_Task prompt_. Repeat, exactly as written, the lines of the records below from the first through the line with "pub struct DispatchStackConfig", but none past it.

[Stored data]

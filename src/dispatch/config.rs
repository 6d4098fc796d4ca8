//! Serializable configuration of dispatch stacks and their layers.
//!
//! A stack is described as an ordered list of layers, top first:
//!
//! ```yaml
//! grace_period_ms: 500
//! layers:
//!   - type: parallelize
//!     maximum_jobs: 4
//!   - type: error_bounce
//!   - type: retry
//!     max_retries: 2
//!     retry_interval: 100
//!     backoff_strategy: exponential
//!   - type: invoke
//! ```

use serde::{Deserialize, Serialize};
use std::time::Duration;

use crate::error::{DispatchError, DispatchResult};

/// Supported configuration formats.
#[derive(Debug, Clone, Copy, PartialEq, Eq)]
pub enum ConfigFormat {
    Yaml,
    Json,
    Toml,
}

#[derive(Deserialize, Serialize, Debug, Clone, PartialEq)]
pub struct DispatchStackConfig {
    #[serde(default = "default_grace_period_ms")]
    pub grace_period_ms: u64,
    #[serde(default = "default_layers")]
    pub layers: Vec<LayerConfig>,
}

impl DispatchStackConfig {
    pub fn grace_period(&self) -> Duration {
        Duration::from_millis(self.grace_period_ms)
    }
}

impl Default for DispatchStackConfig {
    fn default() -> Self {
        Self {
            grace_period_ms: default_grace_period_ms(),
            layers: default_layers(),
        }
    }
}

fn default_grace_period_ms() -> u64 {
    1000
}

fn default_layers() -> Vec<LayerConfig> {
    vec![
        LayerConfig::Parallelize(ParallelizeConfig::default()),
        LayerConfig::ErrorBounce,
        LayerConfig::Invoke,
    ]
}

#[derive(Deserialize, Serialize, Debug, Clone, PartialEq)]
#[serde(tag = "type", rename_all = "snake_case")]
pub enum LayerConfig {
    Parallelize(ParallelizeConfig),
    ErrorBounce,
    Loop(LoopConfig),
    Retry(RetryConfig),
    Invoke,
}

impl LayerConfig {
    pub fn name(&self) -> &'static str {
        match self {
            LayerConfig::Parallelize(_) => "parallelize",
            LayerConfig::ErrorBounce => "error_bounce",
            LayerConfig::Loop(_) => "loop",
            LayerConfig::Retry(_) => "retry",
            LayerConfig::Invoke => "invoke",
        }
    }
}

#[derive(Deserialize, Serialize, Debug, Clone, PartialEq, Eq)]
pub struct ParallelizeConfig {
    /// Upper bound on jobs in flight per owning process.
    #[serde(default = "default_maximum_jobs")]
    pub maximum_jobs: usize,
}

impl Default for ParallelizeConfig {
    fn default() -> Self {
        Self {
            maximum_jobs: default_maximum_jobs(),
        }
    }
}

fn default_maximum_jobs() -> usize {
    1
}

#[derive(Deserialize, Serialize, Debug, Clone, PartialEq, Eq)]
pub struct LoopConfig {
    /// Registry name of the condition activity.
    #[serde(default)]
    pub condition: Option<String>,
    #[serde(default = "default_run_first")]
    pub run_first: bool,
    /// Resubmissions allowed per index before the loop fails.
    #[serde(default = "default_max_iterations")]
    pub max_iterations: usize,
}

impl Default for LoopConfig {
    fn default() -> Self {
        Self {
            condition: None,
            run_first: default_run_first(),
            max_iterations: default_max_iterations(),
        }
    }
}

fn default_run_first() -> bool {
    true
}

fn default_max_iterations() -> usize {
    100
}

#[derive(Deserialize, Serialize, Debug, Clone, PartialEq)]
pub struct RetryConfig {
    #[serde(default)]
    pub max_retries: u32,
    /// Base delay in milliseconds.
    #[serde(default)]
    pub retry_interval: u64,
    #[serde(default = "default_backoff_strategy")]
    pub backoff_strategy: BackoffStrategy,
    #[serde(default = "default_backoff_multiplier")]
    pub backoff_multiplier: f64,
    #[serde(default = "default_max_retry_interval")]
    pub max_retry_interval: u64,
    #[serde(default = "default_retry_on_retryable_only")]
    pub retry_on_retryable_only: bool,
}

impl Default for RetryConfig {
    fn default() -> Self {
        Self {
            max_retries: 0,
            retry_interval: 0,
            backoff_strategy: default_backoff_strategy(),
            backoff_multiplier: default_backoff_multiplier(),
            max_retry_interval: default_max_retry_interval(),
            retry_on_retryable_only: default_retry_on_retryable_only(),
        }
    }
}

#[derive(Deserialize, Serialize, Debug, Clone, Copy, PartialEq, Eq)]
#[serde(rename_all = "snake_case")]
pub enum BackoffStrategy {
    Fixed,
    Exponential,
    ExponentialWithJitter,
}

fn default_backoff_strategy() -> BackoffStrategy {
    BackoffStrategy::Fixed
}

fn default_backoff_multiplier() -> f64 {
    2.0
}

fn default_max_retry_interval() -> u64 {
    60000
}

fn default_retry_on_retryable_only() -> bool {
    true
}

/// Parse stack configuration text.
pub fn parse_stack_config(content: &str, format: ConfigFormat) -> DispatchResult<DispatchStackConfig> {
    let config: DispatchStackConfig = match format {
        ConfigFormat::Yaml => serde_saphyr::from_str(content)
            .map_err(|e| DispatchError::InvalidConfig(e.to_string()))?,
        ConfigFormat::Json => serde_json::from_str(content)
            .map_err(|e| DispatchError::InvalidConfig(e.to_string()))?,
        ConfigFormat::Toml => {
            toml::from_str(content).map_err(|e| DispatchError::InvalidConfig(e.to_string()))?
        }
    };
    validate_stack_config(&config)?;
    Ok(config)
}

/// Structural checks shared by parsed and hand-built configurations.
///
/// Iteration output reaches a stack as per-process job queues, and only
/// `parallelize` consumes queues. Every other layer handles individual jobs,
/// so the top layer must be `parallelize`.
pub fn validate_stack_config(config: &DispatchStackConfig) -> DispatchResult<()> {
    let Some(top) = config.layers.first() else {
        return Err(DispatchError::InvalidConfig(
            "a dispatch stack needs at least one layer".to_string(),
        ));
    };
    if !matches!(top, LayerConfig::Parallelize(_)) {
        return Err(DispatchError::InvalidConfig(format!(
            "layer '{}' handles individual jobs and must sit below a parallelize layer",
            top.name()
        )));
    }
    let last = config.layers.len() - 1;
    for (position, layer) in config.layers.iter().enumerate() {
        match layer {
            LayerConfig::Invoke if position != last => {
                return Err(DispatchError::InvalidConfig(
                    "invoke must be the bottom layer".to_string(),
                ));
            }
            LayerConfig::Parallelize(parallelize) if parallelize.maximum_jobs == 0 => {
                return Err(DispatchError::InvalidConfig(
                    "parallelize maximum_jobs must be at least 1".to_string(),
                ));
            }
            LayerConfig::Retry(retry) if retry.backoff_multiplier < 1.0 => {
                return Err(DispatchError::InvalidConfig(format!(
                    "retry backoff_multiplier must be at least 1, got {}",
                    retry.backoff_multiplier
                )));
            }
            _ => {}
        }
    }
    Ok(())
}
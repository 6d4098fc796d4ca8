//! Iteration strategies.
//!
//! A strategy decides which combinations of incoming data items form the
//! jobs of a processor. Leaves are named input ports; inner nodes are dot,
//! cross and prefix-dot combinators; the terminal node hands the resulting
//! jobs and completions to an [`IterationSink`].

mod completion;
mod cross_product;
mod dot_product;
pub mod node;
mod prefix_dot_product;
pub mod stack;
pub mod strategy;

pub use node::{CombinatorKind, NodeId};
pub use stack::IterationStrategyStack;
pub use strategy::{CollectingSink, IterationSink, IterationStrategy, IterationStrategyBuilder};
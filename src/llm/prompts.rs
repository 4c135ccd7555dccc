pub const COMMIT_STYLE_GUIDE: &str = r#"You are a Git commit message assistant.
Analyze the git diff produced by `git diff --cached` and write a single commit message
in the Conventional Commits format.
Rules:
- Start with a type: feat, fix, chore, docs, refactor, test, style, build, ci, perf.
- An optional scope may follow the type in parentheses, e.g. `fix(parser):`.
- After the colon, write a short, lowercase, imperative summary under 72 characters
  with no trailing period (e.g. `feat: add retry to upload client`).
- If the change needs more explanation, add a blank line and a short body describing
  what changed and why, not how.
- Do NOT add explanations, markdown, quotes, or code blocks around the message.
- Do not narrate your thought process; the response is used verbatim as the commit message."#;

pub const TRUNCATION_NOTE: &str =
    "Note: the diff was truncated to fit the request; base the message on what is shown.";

_Answer to the problem_.
filename src/dispatch/config.rs
repository 6d4098fc796d4ca8
//! Serializable configuration of dispatch stacks and their layers.
//!
//! A stack is described as an ordered list of layers, top first:
//!
//! ```yaml
//! grace_period_ms: 500
//! layers:
//!   - type: parallelize
//!     maximum_jobs: 4
//!   - type: error_bounce
//!   - type: retry
//!     max_retries: 2
//!     retry_interval: 100
//!     backoff_strategy: exponential
//!   - type: invoke
//! ```

use serde::{Deserialize, Serialize};
use std::time::Duration;

use crate::error::{DispatchError, DispatchResult};

/// Supported configuration formats.
#[derive(Debug, Clone, Copy, PartialEq, Eq)]
pub enum ConfigFormat {
    Yaml,
    Json,
    Toml,
}

#[derive(Deserialize, Serialize, Debug, Clone, PartialEq)]
pub struct DispatchStackConfig {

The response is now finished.